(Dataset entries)
use std::collections::BTreeSet;
use std::fs;
use std::path::Path;

use phosphor_core::core::{BusMaster, BusMasterComponent};
use phosphor_core::cpu::m6800::M6800;
use phosphor_cpu_validation::{BusOp, M6800CpuState, M6800TestCase, TracingBus};
use rand::Rng;

const NUM_TESTS: usize = 1000;
const MAX_TICKS: usize = 200;

// --- Instruction Definition ---

#[derive(Clone, Copy)]
enum InstrSize {
    /// Fixed number of operand bytes after the opcode.
    Fixed(u8),
}

struct InstrDef {
    opcode: u8,
    size: InstrSize,
}

impl InstrDef {
    fn file_stem(&self) -> String {
        format!("{:02x}", self.opcode)
    }

    fn label(&self) -> String {
        format!("0x{:02X}", self.opcode)
    }
}

// --- Instruction Table ---

fn all_instructions() -> Vec<InstrDef> {
    use InstrSize::*;

    let mut v = Vec::new();

    let mut add = |opcodes: &[u8], size: InstrSize| {
        for &op in opcodes {
            v.push(InstrDef { opcode: op, size });
        }
    };

    // ============================================================
    // Inherent (0 operand bytes)
    // ============================================================

    // NOP
    add(&[0x01], Fixed(0));

    // Transfer / Flag / Misc (2 cycles)
    // NOTE: TAP (0x06), CLI (0x0E), SEI (0x0F) excluded — mame4all ONE_MORE_INSN()
    //   executes the next instruction inline, making single-step cross-validation impossible
    // NOTE: TPA (0x07) excluded — phosphor correctly sets CC bits 6-7 to 1 (real hardware),
    //   mame4all does not, causing A register mismatch
    add(
        &[
            0x0A, 0x0B, 0x0C, 0x0D, // CLV, SEV, CLC, SEC
            0x10, 0x11, // SBA, CBA
            0x16, 0x17, // TAB, TBA
            0x19, // DAA
            0x1B, // ABA
        ],
        Fixed(0),
    );

    // 16-bit register ops (4 cycles)
    add(
        &[
            0x08, 0x09, // INX, DEX
            0x30, 0x31, // TSX, INS
            0x34, 0x35, // DES, TXS
        ],
        Fixed(0),
    );

    // Stack push/pull (4 cycles)
    add(&[0x32, 0x33, 0x36, 0x37], Fixed(0)); // PULA, PULB, PSHA, PSHB

    // RTS (5 cycles), RTI (10 cycles)
    add(&[0x39, 0x3B], Fixed(0));

    // SWI (12 cycles)
    add(&[0x3F], Fixed(0));

    // NOTE: WAI (0x3E) excluded — halts until interrupt

    // A-register shift/unary inherent (2 cycles)
    add(
        &[
            0x40, 0x43, 0x44, 0x46, 0x47, 0x48, 0x49, 0x4A, 0x4C, 0x4D, 0x4F,
        ],
        Fixed(0),
    );

    // B-register shift/unary inherent (2 cycles)
    add(
        &[
            0x50, 0x53, 0x54, 0x56, 0x57, 0x58, 0x59, 0x5A, 0x5C, 0x5D, 0x5F,
        ],
        Fixed(0),
    );

    // ============================================================
    // Relative branches (1 operand byte)
    // ============================================================
    add(
        &[
            0x20, // BRA
            0x22, 0x23, 0x24, 0x25, 0x26, 0x27, // BHI, BLS, BCC, BCS, BNE, BEQ
            0x28, 0x29, 0x2A, 0x2B, 0x2C, 0x2D, 0x2E,
            0x2F, // BVC, BVS, BPL, BMI, BGE, BLT, BGT, BLE
        ],
        Fixed(1),
    );

    // BSR (8 cycles)
    add(&[0x8D], Fixed(1));

    // ============================================================
    // Immediate 8-bit (1 operand byte)
    // ============================================================

    // A-side ALU immediate
    add(
        &[
            0x80, 0x81, 0x82, // SUBA, CMPA, SBCA
            0x84, 0x85, 0x86, // ANDA, BITA, LDAA
            0x88, 0x89, 0x8A, 0x8B, // EORA, ADCA, ORAA, ADDA
        ],
        Fixed(1),
    );

    // B-side ALU immediate
    add(
        &[
            0xC0, 0xC1, 0xC2, // SUBB, CMPB, SBCB
            0xC4, 0xC5, 0xC6, // ANDB, BITB, LDAB
            0xC8, 0xC9, 0xCA, 0xCB, // EORB, ADCB, ORAB, ADDB
        ],
        Fixed(1),
    );

    // ============================================================
    // Immediate 16-bit (2 operand bytes)
    // ============================================================
    add(&[0x8C, 0x8E], Fixed(2)); // CPX, LDS
    add(&[0xCE], Fixed(2)); // LDX

    // ============================================================
    // Direct mode (1 operand byte, page 0)
    // ============================================================

    // A-side direct ALU
    add(
        &[
            0x90, 0x91, 0x92, // SUBA, CMPA, SBCA
            0x94, 0x95, 0x96, 0x97, // ANDA, BITA, LDAA, STAA
            0x98, 0x99, 0x9A, 0x9B, // EORA, ADCA, ORAA, ADDA
        ],
        Fixed(1),
    );

    // 16-bit direct
    add(&[0x9C, 0x9E, 0x9F], Fixed(1)); // CPX, LDS, STS

    // B-side direct ALU
    add(
        &[
            0xD0, 0xD1, 0xD2, // SUBB, CMPB, SBCB
            0xD4, 0xD5, 0xD6, 0xD7, // ANDB, BITB, LDAB, STAB
            0xD8, 0xD9, 0xDA, 0xDB, // EORB, ADCB, ORAB, ADDB
        ],
        Fixed(1),
    );

    // 16-bit direct
    add(&[0xDE, 0xDF], Fixed(1)); // LDX, STX

    // ============================================================
    // Indexed mode (1 operand byte = unsigned offset from X)
    // ============================================================

    // Unary indexed (7 cycles)
    add(
        &[
            0x60, 0x63, 0x64, 0x66, 0x67, 0x68, 0x69, 0x6A, 0x6C, 0x6D, 0x6E, 0x6F,
        ],
        Fixed(1),
    );

    // A-side indexed ALU
    add(
        &[
            0xA0, 0xA1, 0xA2, // SUBA, CMPA, SBCA
            0xA4, 0xA5, 0xA6, 0xA7, // ANDA, BITA, LDAA, STAA
            0xA8, 0xA9, 0xAA, 0xAB, // EORA, ADCA, ORAA, ADDA
        ],
        Fixed(1),
    );

    // 16-bit indexed
    add(&[0xAC, 0xAD, 0xAE, 0xAF], Fixed(1)); // CPX, JSR, LDS, STS

    // B-side indexed ALU
    add(
        &[
            0xE0, 0xE1, 0xE2, // SUBB, CMPB, SBCB
            0xE4, 0xE5, 0xE6, 0xE7, // ANDB, BITB, LDAB, STAB
            0xE8, 0xE9, 0xEA, 0xEB, // EORB, ADCB, ORAB, ADDB
        ],
        Fixed(1),
    );

    // 16-bit indexed
    add(&[0xEE, 0xEF], Fixed(1)); // LDX, STX

    // ============================================================
    // Extended mode (2 operand bytes = 16-bit address)
    // ============================================================

    // Unary extended (6 cycles)
    add(
        &[
            0x70, 0x73, 0x74, 0x76, 0x77, 0x78, 0x79, 0x7A, 0x7C, 0x7D, 0x7E, 0x7F,
        ],
        Fixed(2),
    );

    // A-side extended ALU
    add(
        &[
            0xB0, 0xB1, 0xB2, // SUBA, CMPA, SBCA
            0xB4, 0xB5, 0xB6, 0xB7, // ANDA, BITA, LDAA, STAA
            0xB8, 0xB9, 0xBA, 0xBB, // EORA, ADCA, ORAA, ADDA
        ],
        Fixed(2),
    );

    // 16-bit extended
    add(&[0xBC, 0xBD, 0xBE, 0xBF], Fixed(2)); // CPX, JSR, LDS, STS

    // B-side extended ALU
    add(
        &[
            0xF0, 0xF1, 0xF2, // SUBB, CMPB, SBCB
            0xF4, 0xF5, 0xF6, 0xF7, // ANDB, BITB, LDAB, STAB
            0xF8, 0xF9, 0xFA, 0xFB, // EORB, ADCB, ORAB, ADDB
        ],
        Fixed(2),
    );

    // 16-bit extended
    add(&[0xFE, 0xFF], Fixed(2)); // LDX, STX

    v
}

// --- Helpers ---

fn snapshot_cpu(cpu: &M6800) -> M6800CpuState {
    M6800CpuState {
        pc: cpu.pc,
        sp: cpu.sp,
        a: cpu.a,
        b: cpu.b,
        x: cpu.x,
        cc: cpu.cc,
        ram: Vec::new(),
    }
}

fn build_ram(memory: &[u8; 0x10000], addresses: &BTreeSet<u16>) -> Vec<(u16, u8)> {
    addresses
        .iter()
        .map(|&addr| (addr, memory[addr as usize]))
        .collect()
}

// --- Test Generation ---

fn generate_opcode(rng: &mut impl Rng, instr: &InstrDef) -> Vec<M6800TestCase> {
    let mut tests = Vec::with_capacity(NUM_TESTS);

    let InstrSize::Fixed(operand_bytes) = instr.size;
    let total_instr_bytes = 1u32 + operand_bytes as u32;
    let max_pc = (0x10000u32 - total_instr_bytes) as u16;

    let mut attempts = 0;
    while tests.len() < NUM_TESTS {
        attempts += 1;
        if attempts > NUM_TESTS * 10 {
            eprintln!(
                "Warning: only generated {} tests for {} (too many timeouts)",
                tests.len(),
                instr.label()
            );
            break;
        }

        let mut cpu = M6800::new();
        let mut bus = TracingBus::new();

        // Fill entire 64KB with random data
        rng.fill(&mut bus.memory[..]);

        // Randomize all registers
        cpu.a = rng.r#gen();
        cpu.b = rng.r#gen();
        cpu.x = rng.r#gen();
        cpu.sp = rng.r#gen();
        cpu.cc = rng.r#gen();
        cpu.pc = rng.gen_range(0..=max_pc);

        // Place opcode at PC
        let pc = cpu.pc;
        bus.memory[pc as usize] = instr.opcode;

        // Snapshot pre-execution memory
        let pre_memory = bus.memory;

        // Snapshot initial CPU state
        let mut initial = snapshot_cpu(&cpu);

        // Execute one instruction with cycle limit
        let mut all_cycles: Vec<(u16, u8, BusOp)> = Vec::new();
        let mut ticks = 0;
        let mut completed = false;
        loop {
            let before = bus.cycles.len();
            let done = cpu.tick_with_bus(&mut bus, BusMaster::Cpu(0));
            ticks += 1;
            if bus.cycles.len() > before {
                for c in &bus.cycles[before..] {
                    all_cycles.push((c.addr, c.data, c.op));
                }
            } else {
                all_cycles.push((0xFFFF, 0, BusOp::Internal));
            }
            if done {
                completed = true;
                break;
            }
            if ticks >= MAX_TICKS {
                break;
            }
        }

        if !completed {
            continue;
        }

        // Snapshot final CPU state
        let mut final_state = snapshot_cpu(&cpu);

        // Collect all accessed addresses (skip internal cycle sentinel 0xFFFF)
        let addresses: BTreeSet<u16> = all_cycles
            .iter()
            .filter(|(_, _, op)| *op != BusOp::Internal)
            .map(|&(addr, _, _)| addr)
            .collect();

        // Build ram fields from pre/post memory
        initial.ram = build_ram(&pre_memory, &addresses);
        final_state.ram = build_ram(&bus.memory, &addresses);

        // Build cycles array
        let cycles: Vec<(u16, u8, String)> = all_cycles
            .iter()
            .map(|&(addr, data, op)| {
                let op_str = match op {
                    BusOp::Read => "read".to_string(),
                    BusOp::Write => "write".to_string(),
                    BusOp::Internal => "internal".to_string(),
                };
                (addr, data, op_str)
            })
            .collect();

        // Build name from instruction bytes at PC
        let name = (0..total_instr_bytes as u16)
            .map(|i| format!("{:02x}", pre_memory[pc.wrapping_add(i) as usize]))
            .collect::<Vec<_>>()
            .join(" ");

        tests.push(M6800TestCase {
            name,
            initial,
            final_state,
            cycles,
        });
    }

    tests
}

fn generate_and_write(rng: &mut impl Rng, instr: &InstrDef, out_dir: &Path) {
    let tests = generate_opcode(rng, instr);
    let out_path = out_dir.join(format!("{}.json", instr.file_stem()));
    let json = serde_json::to_string_pretty(&tests).expect("Failed to serialize test cases");
    fs::write(&out_path, json).expect("Failed to write output file");
    println!(
        "Generated {} tests for {} -> {}",
        tests.len(),
        instr.label(),
        out_path.display()
    );
}

fn main() {
    let args: Vec<String> = std::env::args().collect();
    if args.len() != 2 {
        eprintln!("Usage: gen_m6800_tests <opcode | all>");
        eprintln!("Examples:");
        eprintln!("  gen_m6800_tests 86        # opcode 0x86 (LDAA imm)");
        eprintln!("  gen_m6800_tests all");
        std::process::exit(1);
    }

    let out_dir = Path::new("test_data/m6800");
    fs::create_dir_all(out_dir).expect("Failed to create output directory");

    let all = all_instructions();
    let mut rng = rand::thread_rng();

    if args[1] == "all" {
        for instr in &all {
            generate_and_write(&mut rng, instr, out_dir);
        }
        println!("Generated tests for {} opcodes", all.len());
    } else {
        let arg = args[1].trim_start_matches("0x").trim_start_matches("0X");
        let opcode = u8::from_str_radix(arg, 16).unwrap_or_else(|_| {
            eprintln!("Invalid hex opcode: {}", args[1]);
            std::process::exit(1);
        });

        let instr = all.iter().find(|i| i.opcode == opcode).unwrap_or_else(|| {
            eprintln!("Opcode 0x{:02X} not found in instruction table", opcode);
            std::process::exit(1);
        });

        generate_and_write(&mut rng, instr, out_dir);
    }
}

_Exercise objective_
Reproduce the entries above exactly, but only the lines between the line holding "fn snapshot_cpu(cpu: &M6800)" and the line holding "let total_instr_bytes = 1u32", inclusive.

_Exercise result_
fn snapshot_cpu(cpu: &M6800) -> M6800CpuState {
    M6800CpuState {
        pc: cpu.pc,
        sp: cpu.sp,
        a: cpu.a,
        b: cpu.b,
        x: cpu.x,
        cc: cpu.cc,
        ram: Vec::new(),
    }
}

fn build_ram(memory: &[u8; 0x10000], addresses: &BTreeSet<u16>) -> Vec<(u16, u8)> {
    addresses
        .iter()
        .map(|&addr| (addr, memory[addr as usize]))
        .collect()
}

// --- Test Generation ---

fn generate_opcode(rng: &mut impl Rng, instr: &InstrDef) -> Vec<M6800TestCase> {
    let mut tests = Vec::with_capacity(NUM_TESTS);

    let InstrSize::Fixed(operand_bytes) = instr.size;
    let total_instr_bytes = 1u32 + operand_bytes as u32;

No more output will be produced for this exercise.